## GIVEN INFORMATION
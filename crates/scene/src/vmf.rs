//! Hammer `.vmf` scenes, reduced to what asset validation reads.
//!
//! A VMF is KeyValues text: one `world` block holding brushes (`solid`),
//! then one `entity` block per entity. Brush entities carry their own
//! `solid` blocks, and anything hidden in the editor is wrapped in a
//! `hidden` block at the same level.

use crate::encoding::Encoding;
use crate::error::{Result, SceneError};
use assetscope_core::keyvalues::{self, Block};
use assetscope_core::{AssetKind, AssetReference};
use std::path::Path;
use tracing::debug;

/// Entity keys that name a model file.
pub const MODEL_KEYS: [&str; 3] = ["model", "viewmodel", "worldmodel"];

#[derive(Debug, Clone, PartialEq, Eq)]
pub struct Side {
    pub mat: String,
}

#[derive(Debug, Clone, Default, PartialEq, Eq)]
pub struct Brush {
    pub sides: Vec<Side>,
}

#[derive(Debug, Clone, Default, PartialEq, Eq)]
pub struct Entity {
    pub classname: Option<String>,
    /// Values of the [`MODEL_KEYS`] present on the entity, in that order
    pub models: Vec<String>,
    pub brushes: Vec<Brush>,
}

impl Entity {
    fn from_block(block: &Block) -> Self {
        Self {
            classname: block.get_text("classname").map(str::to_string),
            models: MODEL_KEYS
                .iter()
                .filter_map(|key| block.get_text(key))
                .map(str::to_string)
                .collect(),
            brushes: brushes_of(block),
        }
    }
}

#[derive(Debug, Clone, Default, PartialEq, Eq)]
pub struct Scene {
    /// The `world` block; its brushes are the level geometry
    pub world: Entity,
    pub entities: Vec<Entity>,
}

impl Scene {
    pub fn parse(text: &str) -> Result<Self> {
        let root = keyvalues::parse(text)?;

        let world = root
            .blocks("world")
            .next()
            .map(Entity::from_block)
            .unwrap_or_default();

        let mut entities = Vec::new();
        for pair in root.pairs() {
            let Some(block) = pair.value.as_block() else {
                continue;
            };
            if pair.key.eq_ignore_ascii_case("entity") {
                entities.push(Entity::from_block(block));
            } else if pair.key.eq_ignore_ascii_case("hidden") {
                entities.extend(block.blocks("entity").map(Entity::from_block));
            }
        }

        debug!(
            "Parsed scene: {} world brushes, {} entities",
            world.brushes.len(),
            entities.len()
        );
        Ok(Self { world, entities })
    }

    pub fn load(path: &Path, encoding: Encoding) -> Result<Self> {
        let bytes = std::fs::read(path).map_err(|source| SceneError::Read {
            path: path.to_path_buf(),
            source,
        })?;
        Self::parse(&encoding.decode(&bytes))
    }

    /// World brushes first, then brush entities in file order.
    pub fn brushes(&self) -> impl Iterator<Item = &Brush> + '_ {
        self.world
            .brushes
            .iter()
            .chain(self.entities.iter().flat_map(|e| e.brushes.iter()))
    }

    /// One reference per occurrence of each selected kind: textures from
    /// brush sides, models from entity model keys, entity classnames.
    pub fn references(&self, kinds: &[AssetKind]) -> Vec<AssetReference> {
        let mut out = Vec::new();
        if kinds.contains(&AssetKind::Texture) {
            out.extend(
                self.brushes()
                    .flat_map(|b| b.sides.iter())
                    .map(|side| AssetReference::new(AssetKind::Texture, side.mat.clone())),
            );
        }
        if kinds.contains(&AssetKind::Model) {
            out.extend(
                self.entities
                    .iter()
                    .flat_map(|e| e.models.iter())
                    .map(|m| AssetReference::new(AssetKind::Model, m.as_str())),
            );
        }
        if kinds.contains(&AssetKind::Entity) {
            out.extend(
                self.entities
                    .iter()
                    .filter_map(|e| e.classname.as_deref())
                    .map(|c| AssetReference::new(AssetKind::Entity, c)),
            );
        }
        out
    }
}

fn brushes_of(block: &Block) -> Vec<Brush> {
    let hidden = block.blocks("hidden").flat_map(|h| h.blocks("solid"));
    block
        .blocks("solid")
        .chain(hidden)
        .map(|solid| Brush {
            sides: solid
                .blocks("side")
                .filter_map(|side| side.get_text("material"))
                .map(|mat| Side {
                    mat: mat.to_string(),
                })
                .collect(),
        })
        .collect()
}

## WHAT YOU ARE ASKED TO DO
What you retype should run from the first line of the entries above through the line containing "carry their own", exactly and in full.

## RESPONSE
filename crates/scene/src/vmf.rs
//! Hammer `.vmf` scenes, reduced to what asset validation reads.
//!
//! A VMF is KeyValues text: one `world` block holding brushes (`solid`),
//! then one `entity` block per entity. Brush entities carry their own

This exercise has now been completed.